> INFORMATION GIVEN
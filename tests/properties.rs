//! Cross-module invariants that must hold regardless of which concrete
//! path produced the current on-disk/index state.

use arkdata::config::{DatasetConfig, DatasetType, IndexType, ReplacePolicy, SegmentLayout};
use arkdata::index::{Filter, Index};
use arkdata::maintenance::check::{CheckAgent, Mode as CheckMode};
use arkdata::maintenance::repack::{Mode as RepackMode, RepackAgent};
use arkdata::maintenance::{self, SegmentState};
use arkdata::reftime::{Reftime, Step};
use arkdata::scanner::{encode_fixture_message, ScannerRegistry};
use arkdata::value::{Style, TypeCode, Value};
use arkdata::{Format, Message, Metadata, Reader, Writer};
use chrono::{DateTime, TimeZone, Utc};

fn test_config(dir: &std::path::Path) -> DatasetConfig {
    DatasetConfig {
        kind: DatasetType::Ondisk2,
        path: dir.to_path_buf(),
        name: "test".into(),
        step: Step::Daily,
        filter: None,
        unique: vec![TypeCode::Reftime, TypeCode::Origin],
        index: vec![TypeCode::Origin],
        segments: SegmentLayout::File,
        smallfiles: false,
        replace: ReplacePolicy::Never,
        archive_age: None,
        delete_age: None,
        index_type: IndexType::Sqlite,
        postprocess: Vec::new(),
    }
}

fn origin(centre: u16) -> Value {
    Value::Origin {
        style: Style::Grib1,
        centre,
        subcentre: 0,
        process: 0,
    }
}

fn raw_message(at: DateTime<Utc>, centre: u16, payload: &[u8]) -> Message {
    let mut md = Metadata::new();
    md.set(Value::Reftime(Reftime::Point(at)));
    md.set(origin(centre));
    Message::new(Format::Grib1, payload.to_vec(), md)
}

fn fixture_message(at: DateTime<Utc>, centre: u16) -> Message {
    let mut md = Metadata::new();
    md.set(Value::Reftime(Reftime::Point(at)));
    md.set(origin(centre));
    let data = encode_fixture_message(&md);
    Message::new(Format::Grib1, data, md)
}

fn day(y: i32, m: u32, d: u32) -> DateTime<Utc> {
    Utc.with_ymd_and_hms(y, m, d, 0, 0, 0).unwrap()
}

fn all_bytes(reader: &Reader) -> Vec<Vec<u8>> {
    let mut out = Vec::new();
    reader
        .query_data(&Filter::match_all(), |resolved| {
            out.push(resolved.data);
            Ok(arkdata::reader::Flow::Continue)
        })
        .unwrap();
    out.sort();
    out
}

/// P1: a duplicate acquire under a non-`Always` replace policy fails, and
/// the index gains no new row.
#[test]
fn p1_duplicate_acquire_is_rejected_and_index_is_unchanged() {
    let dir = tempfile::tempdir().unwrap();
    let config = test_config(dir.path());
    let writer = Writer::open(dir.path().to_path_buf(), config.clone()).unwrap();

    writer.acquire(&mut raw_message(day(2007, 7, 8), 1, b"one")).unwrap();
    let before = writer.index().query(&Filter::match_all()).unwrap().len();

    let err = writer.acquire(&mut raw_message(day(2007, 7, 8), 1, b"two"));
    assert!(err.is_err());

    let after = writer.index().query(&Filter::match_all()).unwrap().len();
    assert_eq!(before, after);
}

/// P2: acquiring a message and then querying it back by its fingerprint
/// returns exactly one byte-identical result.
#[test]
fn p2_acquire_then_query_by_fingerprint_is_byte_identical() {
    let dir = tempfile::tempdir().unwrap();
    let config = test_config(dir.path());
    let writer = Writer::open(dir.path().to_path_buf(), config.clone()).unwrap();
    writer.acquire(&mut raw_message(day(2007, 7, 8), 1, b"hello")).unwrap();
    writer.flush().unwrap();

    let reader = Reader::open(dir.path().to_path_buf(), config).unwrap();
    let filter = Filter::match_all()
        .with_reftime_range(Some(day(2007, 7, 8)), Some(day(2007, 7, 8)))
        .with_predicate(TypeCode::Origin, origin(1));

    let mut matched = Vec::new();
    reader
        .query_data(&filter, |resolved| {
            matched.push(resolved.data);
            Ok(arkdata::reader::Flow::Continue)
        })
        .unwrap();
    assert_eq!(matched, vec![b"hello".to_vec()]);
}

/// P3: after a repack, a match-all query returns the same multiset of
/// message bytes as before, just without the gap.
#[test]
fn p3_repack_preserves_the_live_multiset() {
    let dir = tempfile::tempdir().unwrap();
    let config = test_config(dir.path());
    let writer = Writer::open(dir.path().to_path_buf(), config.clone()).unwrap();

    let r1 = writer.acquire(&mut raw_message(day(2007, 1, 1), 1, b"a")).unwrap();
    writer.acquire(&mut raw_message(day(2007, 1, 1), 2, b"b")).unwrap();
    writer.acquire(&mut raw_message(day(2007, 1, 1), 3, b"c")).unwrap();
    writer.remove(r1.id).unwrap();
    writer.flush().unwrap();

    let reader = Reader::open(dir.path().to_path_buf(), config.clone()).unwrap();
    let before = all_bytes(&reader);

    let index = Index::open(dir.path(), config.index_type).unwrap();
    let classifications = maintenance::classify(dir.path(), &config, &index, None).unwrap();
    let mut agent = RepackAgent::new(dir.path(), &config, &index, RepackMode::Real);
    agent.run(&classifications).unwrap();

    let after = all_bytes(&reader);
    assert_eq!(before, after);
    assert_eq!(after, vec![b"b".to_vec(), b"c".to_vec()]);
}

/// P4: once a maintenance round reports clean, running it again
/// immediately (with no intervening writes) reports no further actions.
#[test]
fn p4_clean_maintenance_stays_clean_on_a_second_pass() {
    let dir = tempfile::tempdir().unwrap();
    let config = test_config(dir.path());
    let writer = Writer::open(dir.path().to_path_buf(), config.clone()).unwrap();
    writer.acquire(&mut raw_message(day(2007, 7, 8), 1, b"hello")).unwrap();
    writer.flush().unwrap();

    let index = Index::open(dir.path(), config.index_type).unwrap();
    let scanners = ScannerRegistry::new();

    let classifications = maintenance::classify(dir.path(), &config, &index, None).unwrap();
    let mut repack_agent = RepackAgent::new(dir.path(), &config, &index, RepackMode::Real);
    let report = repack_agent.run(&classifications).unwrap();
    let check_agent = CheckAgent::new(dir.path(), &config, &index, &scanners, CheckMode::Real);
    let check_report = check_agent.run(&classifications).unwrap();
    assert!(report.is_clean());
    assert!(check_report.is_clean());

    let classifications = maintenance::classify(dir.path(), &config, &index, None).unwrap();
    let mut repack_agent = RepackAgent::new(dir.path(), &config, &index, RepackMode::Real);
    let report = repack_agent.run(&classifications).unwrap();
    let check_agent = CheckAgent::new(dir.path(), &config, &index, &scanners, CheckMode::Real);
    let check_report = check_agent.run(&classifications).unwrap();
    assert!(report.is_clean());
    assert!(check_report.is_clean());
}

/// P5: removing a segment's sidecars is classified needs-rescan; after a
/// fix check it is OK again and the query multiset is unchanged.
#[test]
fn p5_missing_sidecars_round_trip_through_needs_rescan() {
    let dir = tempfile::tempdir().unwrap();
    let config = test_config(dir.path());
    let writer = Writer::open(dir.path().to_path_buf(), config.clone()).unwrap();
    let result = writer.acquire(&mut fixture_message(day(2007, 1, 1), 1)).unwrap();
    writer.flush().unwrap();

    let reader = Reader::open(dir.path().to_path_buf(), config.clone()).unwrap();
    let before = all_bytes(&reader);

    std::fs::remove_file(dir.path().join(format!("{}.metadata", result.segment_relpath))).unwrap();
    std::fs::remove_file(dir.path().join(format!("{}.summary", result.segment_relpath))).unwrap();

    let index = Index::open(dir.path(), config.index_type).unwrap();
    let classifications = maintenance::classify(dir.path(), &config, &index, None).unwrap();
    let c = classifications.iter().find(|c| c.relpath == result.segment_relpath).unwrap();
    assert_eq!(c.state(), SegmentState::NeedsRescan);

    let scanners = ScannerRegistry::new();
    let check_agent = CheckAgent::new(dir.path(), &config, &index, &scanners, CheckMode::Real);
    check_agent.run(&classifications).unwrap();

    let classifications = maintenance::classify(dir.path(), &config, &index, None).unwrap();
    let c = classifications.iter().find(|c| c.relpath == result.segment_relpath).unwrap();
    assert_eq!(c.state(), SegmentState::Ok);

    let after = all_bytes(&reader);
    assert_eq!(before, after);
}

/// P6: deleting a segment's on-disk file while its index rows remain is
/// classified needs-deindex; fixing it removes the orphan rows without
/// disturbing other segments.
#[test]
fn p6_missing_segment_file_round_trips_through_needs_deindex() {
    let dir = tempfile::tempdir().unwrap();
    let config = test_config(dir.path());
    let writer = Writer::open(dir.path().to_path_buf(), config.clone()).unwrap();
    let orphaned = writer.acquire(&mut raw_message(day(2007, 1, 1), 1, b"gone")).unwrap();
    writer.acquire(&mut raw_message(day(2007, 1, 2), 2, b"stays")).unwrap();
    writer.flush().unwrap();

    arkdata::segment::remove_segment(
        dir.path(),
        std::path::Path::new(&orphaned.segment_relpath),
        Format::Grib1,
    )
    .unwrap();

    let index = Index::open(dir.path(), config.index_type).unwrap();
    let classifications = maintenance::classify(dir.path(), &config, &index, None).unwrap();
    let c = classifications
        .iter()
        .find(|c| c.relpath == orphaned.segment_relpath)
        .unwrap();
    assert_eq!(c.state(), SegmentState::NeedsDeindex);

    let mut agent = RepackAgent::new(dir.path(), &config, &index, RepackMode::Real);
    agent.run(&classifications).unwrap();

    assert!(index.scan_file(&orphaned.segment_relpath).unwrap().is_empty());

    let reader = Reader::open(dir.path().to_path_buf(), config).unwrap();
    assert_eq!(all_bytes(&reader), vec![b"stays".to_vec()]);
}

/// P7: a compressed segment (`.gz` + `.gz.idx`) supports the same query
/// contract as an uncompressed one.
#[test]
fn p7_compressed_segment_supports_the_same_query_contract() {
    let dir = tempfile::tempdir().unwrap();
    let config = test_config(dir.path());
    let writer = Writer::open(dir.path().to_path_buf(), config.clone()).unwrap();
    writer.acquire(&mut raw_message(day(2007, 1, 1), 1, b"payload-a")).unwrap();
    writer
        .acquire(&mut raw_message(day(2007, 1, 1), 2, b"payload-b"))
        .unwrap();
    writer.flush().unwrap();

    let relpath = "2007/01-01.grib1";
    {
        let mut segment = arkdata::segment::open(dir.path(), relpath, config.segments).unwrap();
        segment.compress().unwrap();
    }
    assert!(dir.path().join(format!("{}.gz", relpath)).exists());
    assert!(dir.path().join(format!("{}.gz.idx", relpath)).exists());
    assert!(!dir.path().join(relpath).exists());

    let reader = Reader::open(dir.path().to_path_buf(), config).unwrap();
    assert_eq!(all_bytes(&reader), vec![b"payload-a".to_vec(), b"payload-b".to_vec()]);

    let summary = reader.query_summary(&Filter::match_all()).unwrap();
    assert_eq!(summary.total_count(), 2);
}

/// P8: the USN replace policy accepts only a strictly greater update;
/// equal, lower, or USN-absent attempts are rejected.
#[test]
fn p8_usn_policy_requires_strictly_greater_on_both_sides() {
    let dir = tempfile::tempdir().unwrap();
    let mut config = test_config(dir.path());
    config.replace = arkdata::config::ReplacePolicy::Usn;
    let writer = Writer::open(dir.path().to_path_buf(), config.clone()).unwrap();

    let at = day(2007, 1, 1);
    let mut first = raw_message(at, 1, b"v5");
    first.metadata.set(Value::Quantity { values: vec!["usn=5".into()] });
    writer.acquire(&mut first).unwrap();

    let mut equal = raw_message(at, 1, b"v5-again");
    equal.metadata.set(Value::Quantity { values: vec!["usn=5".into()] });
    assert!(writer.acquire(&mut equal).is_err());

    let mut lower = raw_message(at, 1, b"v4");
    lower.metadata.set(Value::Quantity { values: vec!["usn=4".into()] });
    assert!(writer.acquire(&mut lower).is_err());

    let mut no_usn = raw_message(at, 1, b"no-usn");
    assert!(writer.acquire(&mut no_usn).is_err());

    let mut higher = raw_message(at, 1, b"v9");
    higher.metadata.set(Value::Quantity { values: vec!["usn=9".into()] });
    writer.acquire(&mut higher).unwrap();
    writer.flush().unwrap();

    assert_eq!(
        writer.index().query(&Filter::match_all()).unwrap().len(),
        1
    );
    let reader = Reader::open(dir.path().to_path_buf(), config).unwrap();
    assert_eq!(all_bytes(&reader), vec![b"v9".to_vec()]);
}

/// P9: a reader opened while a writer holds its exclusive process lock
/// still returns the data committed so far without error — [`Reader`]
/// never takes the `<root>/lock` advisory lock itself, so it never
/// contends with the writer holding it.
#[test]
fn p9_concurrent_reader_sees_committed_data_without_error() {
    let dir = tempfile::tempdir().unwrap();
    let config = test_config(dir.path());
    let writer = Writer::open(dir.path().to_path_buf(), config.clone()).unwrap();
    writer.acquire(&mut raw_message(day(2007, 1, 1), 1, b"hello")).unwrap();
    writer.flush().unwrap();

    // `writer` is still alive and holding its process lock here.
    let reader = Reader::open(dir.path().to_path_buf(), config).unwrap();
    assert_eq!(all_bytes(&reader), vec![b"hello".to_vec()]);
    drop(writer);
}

==

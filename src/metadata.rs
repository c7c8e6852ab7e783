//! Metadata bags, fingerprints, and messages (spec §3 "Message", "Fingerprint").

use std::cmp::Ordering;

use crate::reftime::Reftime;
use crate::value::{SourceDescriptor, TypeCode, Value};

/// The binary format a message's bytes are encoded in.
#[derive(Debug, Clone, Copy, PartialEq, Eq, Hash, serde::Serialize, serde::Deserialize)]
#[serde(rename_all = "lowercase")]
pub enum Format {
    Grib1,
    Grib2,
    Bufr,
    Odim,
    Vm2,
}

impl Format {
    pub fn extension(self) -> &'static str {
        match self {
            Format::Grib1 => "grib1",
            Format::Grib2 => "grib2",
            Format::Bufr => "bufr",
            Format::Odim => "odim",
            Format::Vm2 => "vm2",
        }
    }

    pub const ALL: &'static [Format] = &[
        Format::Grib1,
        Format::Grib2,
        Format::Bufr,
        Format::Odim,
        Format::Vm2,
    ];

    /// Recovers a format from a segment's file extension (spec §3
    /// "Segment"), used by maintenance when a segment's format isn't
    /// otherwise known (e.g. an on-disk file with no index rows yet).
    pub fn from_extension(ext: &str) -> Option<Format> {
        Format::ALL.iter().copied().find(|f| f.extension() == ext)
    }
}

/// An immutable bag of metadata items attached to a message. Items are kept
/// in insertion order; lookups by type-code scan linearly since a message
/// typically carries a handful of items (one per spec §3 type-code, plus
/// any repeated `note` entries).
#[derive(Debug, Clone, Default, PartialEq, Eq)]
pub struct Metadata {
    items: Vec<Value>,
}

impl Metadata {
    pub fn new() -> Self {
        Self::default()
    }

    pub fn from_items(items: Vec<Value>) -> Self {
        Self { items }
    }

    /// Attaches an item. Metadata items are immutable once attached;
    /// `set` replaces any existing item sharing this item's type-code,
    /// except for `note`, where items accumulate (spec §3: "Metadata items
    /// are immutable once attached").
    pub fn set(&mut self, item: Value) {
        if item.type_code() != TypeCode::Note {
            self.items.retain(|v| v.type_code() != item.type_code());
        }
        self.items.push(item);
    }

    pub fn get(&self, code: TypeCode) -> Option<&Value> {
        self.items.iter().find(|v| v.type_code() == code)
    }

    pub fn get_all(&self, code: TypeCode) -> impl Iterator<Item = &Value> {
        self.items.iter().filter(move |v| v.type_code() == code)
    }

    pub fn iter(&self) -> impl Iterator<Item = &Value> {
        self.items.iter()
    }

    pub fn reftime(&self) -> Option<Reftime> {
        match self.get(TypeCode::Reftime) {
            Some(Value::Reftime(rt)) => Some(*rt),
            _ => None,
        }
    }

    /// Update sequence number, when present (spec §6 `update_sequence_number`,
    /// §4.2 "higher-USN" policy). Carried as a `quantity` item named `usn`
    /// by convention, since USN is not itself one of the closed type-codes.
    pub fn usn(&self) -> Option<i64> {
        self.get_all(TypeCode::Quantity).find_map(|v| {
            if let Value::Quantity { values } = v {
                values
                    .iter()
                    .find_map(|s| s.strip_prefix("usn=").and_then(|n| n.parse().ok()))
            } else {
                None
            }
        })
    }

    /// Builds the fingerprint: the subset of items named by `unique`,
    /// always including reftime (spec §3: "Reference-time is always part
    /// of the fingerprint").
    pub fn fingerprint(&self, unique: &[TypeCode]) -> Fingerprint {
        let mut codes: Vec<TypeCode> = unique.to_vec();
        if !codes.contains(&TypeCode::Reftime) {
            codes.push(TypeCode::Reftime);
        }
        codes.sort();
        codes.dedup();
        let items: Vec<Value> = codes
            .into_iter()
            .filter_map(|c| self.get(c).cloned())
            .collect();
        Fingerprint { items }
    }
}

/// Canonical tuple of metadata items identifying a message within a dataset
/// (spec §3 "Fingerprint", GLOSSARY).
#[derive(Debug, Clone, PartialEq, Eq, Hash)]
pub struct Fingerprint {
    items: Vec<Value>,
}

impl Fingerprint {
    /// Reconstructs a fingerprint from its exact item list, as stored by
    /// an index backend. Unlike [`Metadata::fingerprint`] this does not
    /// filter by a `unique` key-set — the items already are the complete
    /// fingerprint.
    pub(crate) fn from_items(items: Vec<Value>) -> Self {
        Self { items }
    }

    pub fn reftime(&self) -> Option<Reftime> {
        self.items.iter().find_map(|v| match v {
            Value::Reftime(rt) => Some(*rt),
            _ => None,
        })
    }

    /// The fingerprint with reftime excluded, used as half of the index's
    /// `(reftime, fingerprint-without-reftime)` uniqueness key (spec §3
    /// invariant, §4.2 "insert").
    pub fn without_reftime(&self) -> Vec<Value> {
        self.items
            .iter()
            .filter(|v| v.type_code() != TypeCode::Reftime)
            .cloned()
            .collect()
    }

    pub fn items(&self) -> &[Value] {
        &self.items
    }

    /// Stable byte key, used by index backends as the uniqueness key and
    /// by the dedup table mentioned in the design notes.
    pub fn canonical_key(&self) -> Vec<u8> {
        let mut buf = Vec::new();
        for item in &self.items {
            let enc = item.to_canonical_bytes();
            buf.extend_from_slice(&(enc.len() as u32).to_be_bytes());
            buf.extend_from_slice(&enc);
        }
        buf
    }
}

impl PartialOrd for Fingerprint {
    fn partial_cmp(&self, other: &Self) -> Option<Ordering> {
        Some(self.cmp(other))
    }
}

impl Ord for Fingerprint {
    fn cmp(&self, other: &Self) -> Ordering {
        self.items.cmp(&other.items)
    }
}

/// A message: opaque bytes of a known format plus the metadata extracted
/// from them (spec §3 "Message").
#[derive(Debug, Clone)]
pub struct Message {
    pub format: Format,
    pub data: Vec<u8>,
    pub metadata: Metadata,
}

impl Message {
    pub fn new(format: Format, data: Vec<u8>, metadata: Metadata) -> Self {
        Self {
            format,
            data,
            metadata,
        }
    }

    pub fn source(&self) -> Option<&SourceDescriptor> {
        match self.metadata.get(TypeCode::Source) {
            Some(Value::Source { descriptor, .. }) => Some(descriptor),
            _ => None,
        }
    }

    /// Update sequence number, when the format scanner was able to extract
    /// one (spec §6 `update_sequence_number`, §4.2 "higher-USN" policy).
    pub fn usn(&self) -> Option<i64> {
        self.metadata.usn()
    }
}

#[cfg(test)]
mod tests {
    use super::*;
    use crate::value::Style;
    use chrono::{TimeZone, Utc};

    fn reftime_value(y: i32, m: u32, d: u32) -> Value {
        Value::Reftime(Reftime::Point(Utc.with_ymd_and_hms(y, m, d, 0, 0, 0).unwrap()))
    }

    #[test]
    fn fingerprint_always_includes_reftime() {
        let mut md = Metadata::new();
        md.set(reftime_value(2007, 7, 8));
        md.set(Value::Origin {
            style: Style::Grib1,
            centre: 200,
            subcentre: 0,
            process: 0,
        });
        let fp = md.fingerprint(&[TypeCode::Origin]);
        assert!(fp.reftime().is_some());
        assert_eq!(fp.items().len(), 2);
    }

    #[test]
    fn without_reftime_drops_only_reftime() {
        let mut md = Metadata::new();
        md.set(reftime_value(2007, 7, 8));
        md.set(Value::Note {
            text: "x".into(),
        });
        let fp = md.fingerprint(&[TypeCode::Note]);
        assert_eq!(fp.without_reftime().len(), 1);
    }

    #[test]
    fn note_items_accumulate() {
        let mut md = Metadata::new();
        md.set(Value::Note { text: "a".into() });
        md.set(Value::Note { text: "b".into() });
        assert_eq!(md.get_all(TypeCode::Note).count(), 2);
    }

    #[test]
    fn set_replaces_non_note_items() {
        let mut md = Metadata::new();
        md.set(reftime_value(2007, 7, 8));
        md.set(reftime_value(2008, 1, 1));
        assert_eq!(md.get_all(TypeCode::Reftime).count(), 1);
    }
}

* * *

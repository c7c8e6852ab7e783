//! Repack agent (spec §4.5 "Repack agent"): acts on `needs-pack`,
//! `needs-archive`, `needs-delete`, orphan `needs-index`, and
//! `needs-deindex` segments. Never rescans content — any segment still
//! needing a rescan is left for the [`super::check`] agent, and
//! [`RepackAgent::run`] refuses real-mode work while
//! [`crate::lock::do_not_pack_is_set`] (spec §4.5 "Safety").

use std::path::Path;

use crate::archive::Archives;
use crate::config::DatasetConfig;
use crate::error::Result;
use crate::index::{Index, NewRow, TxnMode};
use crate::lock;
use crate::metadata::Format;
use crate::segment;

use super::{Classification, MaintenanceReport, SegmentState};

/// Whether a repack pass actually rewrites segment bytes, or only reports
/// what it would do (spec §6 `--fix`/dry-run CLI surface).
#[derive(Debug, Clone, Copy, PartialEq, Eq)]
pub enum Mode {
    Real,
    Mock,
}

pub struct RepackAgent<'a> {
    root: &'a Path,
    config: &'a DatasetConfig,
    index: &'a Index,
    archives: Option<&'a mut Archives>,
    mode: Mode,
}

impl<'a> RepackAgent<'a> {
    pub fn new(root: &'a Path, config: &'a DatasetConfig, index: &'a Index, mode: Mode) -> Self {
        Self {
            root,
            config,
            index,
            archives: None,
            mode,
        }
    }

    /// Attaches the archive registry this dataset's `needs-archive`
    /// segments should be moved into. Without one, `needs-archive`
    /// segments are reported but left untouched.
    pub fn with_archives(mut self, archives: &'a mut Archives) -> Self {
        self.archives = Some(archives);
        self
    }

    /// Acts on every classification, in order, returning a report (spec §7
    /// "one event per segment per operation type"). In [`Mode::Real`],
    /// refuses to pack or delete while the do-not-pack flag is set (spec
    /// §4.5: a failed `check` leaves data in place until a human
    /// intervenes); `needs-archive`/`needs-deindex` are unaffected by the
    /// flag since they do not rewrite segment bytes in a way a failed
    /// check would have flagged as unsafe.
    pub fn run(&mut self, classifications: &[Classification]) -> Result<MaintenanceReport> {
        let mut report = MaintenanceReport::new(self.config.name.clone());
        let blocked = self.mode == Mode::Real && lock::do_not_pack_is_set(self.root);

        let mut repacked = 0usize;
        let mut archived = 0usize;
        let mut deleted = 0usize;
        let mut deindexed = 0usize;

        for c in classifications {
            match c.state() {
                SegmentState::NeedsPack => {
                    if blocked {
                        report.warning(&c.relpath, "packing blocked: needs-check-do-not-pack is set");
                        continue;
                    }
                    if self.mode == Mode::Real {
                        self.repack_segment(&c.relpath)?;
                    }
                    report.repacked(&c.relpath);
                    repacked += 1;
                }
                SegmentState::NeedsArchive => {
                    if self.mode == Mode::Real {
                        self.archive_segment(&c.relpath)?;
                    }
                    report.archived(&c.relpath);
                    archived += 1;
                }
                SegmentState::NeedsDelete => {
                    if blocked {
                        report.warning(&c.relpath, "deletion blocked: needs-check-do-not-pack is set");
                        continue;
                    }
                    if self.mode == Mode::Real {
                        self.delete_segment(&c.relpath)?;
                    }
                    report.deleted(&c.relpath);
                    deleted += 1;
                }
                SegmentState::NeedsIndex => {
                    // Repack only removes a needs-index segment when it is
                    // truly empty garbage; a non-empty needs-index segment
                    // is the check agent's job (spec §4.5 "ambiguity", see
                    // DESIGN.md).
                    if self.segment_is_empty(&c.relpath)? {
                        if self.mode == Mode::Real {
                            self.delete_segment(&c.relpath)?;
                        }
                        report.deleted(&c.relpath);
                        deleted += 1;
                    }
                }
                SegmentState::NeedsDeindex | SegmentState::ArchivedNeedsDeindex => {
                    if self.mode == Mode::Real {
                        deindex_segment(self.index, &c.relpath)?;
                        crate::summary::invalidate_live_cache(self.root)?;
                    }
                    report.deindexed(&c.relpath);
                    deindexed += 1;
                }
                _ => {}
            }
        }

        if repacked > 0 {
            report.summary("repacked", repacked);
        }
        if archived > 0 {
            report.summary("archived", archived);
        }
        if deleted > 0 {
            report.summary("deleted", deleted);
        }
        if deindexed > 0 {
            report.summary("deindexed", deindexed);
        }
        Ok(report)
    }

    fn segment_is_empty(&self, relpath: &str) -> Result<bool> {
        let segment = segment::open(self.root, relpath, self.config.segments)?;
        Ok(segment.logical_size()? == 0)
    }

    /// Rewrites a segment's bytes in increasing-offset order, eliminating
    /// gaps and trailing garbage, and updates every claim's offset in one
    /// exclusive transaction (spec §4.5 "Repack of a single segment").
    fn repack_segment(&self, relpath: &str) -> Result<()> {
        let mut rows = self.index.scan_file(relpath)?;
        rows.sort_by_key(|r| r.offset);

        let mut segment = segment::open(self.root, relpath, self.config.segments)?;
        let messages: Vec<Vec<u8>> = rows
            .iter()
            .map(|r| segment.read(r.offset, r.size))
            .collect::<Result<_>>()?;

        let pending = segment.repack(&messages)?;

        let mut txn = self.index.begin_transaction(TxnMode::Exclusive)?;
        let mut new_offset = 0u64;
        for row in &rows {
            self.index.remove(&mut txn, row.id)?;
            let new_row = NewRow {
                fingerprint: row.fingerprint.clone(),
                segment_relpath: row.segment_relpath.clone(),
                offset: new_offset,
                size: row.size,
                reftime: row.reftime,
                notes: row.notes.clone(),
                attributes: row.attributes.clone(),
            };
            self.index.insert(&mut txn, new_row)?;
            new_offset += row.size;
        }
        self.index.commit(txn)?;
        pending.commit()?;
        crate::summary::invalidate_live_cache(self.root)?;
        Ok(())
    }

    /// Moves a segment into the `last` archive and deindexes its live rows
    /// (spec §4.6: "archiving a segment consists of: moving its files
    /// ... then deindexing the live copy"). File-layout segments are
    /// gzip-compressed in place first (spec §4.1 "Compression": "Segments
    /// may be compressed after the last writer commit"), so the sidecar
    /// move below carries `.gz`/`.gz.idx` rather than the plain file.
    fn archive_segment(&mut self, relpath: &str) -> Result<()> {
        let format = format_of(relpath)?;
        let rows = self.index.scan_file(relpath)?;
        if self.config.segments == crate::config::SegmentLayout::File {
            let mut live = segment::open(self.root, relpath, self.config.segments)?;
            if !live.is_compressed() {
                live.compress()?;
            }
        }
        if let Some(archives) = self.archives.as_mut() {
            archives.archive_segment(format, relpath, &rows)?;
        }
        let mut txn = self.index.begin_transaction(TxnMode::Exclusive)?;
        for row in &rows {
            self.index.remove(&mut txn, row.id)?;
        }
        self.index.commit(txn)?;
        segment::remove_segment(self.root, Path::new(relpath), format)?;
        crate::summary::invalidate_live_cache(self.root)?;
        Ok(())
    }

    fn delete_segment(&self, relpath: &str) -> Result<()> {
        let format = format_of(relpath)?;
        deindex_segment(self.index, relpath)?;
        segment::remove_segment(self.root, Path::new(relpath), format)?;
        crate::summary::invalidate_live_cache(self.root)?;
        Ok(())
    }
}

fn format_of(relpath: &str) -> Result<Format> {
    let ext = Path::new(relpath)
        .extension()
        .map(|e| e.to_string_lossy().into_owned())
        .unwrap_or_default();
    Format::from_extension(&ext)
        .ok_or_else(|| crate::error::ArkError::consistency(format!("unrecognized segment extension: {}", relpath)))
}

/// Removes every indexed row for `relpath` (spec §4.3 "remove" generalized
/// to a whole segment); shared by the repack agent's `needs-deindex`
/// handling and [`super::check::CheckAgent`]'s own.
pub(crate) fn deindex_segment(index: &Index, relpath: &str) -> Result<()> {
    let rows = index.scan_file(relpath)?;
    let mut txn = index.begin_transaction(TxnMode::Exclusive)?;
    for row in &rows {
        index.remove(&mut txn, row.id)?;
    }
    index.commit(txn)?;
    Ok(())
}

> AIM OF THE EXERCISE
Each line in the material above that mentions the word "higher" must be copied.

> YOUR SOLUTION
    let mut higher = raw_message(at, 1, b"v9");
    higher.metadata.set(Value::Quantity { values: vec!["usn=9".into()] });
    writer.acquire(&mut higher).unwrap();
    /// §4.2 "higher-USN" policy). Carried as a `quantity` item named `usn`
    /// one (spec §6 `update_sequence_number`, §4.2 "higher-USN" policy).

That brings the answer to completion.